Sciogliere i nodi della lettura

Baker DW et al. Arch Intern Med 2007; 167: 1503

Leggere con facilità indicazioni relative al proprio stato di salute o malattia: avere, o non avere, tale capacità con un foglio scritto davanti può fare la differenza e influenzare la mortalità. Uno studio statunitense, ospitato nelle pagine della rivista Archives of Internal Medicine, si è concentrato proprio sull’influenza che può avere la capacità del paziente di leggere bene indicazioni mediche rispetto al decorso di una malattia. Lo scopo, data la minore conoscenza di temi sanitari e la peggiore gestione di malattie croniche, utilizzo di servizi di prevenzione e stato di salute di chi non è a suo agio nella lettura medica, era valutare fino a che punto questo tipo di ostacolo fosse collegabile alla morte del paziente stesso.

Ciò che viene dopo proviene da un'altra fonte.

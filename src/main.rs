use winlog_triage::{cli_parse, run};

fn main() -> anyhow::Result<()> {
    let cli = cli_parse();
    run(&cli)
}
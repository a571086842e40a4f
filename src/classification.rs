use serde::Serialize;
use std::collections::HashMap;
use std::collections::hash_map::Entry;
use std::fmt;
use std::io::Read;
use std::path::Path;
use std::str::FromStr;
use std::sync::LazyLock;
use thiserror::Error;

/// Reference table bundled with the binary (Microsoft "events to monitor").
const BUILTIN_TABLE_CSV: &str = include_str!("../data/events-to-monitor.csv");

static BUILTIN_TABLE: LazyLock<ClassificationTable> = LazyLock::new(|| {
    ClassificationTable::from_reader(BUILTIN_TABLE_CSV.as_bytes())
        .expect("built-in classification table is valid")
});

/// Errors raised while loading a classification table. Individual bad rows
/// are not errors; they are skipped with a warning.
#[derive(Debug, Error)]
pub enum ClassificationError {
    #[error("failed to read classification table '{path}': {source}")]
    Io {
        path: String,
        #[source]
        source: std::io::Error,
    },
    #[error("failed to parse classification table: {0}")]
    Csv(#[from] csv::Error),
    #[error(
        "classification table is missing required columns \
         (expected: event_id, severity, description; found: {found})"
    )]
    MissingColumns { found: String },
}

/// Ordered severity labels of the reference table, lowest first. `Unknown`
/// is synthetic and only produced for lookup misses.
#[derive(Debug, Clone, Copy, PartialEq, Eq, PartialOrd, Ord, Hash, Default, Serialize)]
pub enum Severity {
    #[default]
    Unknown,
    Low,
    Medium,
    #[serde(rename = "Medium to High")]
    MediumToHigh,
    High,
}

impl Severity {
    /// The label as it appears in the reference table.
    pub fn as_str(&self) -> &'static str {
        match self {
            Severity::Unknown => "Unknown",
            Severity::Low => "Low",
            Severity::Medium => "Medium",
            Severity::MediumToHigh => "Medium to High",
            Severity::High => "High",
        }
    }
}

impl fmt::Display for Severity {
    fn fmt(&self, f: &mut fmt::Formatter<'_>) -> fmt::Result {
        write!(f, "{}", self.as_str())
    }
}

#[derive(Debug, Error)]
#[error("unknown severity label '{0}'. Valid labels are: Low, Medium, Medium to High, High")]
pub struct ParseSeverityError(String);

impl FromStr for Severity {
    type Err = ParseSeverityError;

    fn from_str(value: &str) -> Result<Self, Self::Err> {
        // Normalize case and inner whitespace ("medium  to high" still parses).
        let normalized = value.split_whitespace().collect::<Vec<_>>().join(" ");
        match normalized.to_lowercase().as_str() {
            "low" => Ok(Severity::Low),
            "medium" => Ok(Severity::Medium),
            "medium to high" => Ok(Severity::MediumToHigh),
            "high" => Ok(Severity::High),
            _ => Err(ParseSeverityError(value.to_string())),
        }
    }
}

/// One row of the reference table.
#[derive(Debug, Clone, PartialEq)]
pub struct ClassificationEntry {
    pub event_id: u32,
    pub severity: Severity,
    pub description: String,
}

/// Borrowed classification result attached to a record. Lookup misses yield
/// [`UNKNOWN`]; classification never rejects a record.
#[derive(Debug, Clone, Copy, PartialEq, Serialize)]
pub struct Classification<'a> {
    pub severity: Severity,
    pub description: &'a str,
}

/// The synthetic classification for event ids absent from the table.
pub const UNKNOWN: Classification<'static> = Classification {
    severity: Severity::Unknown,
    description: "",
};

/// Immutable event-id → (severity, description) mapping, loaded once at
/// startup and passed by reference wherever classification happens.
#[derive(Debug, Clone, Default)]
pub struct ClassificationTable {
    entries: HashMap<u32, ClassificationEntry>,
    duplicates: usize,
}

impl ClassificationTable {
    /// Load a table from a CSV file.
    pub fn from_path(path: &Path) -> Result<ClassificationTable, ClassificationError> {
        let file = std::fs::File::open(path).map_err(|e| ClassificationError::Io {
            path: path.display().to_string(),
            source: e,
        })?;
        Self::from_reader(file)
    }

    /// Load a table from any CSV source. Columns are addressed by name, so
    /// order does not matter and extra columns are ignored. Rows with a bad
    /// id or severity are skipped with a warning; a duplicate id keeps the
    /// first row seen.
    pub fn from_reader<R: Read>(reader: R) -> Result<ClassificationTable, ClassificationError> {
        let mut csv_reader = csv::Reader::from_reader(reader);

        let headers = csv_reader.headers()?.clone();
        let column = |name: &str| {
            headers
                .iter()
                .position(|h| h.trim_start_matches('\u{feff}').trim().eq_ignore_ascii_case(name))
        };
        let (id_col, severity_col, description_col) = match (
            column("event_id"),
            column("severity"),
            column("description"),
        ) {
            (Some(id), Some(severity), Some(description)) => (id, severity, description),
            _ => {
                return Err(ClassificationError::MissingColumns {
                    found: headers.iter().collect::<Vec<_>>().join(", "),
                });
            }
        };

        let mut table = ClassificationTable::default();
        for (index, row) in csv_reader.records().enumerate() {
            let row = row?;
            let cell = |col: usize| row.get(col).unwrap_or_default().trim();

            let event_id = match cell(id_col).parse::<u32>() {
                Ok(id) => id,
                Err(_) => {
                    tracing::warn!(
                        row = index + 1,
                        value = cell(id_col),
                        "skipping classification row with invalid event id"
                    );
                    continue;
                }
            };
            let severity = match cell(severity_col).parse::<Severity>() {
                Ok(severity) => severity,
                Err(e) => {
                    tracing::warn!(row = index + 1, event_id, "skipping classification row: {e}");
                    continue;
                }
            };

            table.insert(ClassificationEntry {
                event_id,
                severity,
                description: cell(description_col).to_string(),
            });
        }

        Ok(table)
    }

    /// The table embedded in the binary, used when no override is given.
    pub fn builtin() -> &'static ClassificationTable {
        &BUILTIN_TABLE
    }

    /// Insert an entry, keeping the first one seen for each event id.
    pub fn insert(&mut self, entry: ClassificationEntry) {
        match self.entries.entry(entry.event_id) {
            Entry::Occupied(existing) => {
                self.duplicates += 1;
                tracing::debug!(
                    event_id = entry.event_id,
                    kept = %existing.get().description,
                    ignored = %entry.description,
                    "duplicate classification entry ignored"
                );
            }
            Entry::Vacant(slot) => {
                slot.insert(entry);
            }
        }
    }

    /// Look up the entry for an event id.
    pub fn get(&self, event_id: u32) -> Option<&ClassificationEntry> {
        self.entries.get(&event_id)
    }

    /// Classify an event id, falling back to [`UNKNOWN`] on a miss.
    pub fn classify(&self, event_id: u32) -> Classification<'_> {
        self.get(event_id)
            .map(|entry| Classification {
                severity: entry.severity,
                description: &entry.description,
            })
            .unwrap_or(UNKNOWN)
    }

    /// Number of distinct event ids in the table.
    pub fn len(&self) -> usize {
        self.entries.len()
    }

    pub fn is_empty(&self) -> bool {
        self.entries.is_empty()
    }

    /// Number of duplicate rows ignored while loading.
    pub fn duplicate_count(&self) -> usize {
        self.duplicates
    }
}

Sono stati dunque considerati, nell’ambito di uno studio prospettico di coorte, 3.260 soggetti che avevano raggiunto o superato l’età di 65 anni, in quattro aree metropolitane degli Stati Uniti. I partecipanti allo studio sono stati intervistati nel 1997, in modo da raccogliere informazioni sulle loro caratteristiche e sulle condizioni di salute e malattia presenti, oltre che sottoposti a una valutazione delle loro capacità di lettura di informazioni mediche.
Passati sei anni, i ricercatori sono andati a calcolare il numero di morti per malattie cardiovascolari, cancro o altre cause, fra i partecipanti allo studio, suddivisi in tre gruppi in base alle loro capacità di lettura precedentemente valutate. La percentuale di decessi nel gruppo più brillante di fronte al testo scritto (2.094 soggetti) era intorno al 19 per cento, e saliva al 40 per cento in quello con maggiori difficoltà di lettura (800 soggetti, circa un quarto del campione totale). Escludendo l’influenza di altre caratteristiche dei pazienti, e considerando tutte le cause di malattia, i meno preparati nella lettura avevano una probabilità di morte del 50 per cento superiore rispetto a quelli con maggiore facilità. Guardando poi alle singole malattie, è stato visto che mentre con la morte per cancro non vi erano particolari associazioni, in caso di malattia cardiovascolare il rischio di morte aumentava con la minore capacità di lettura.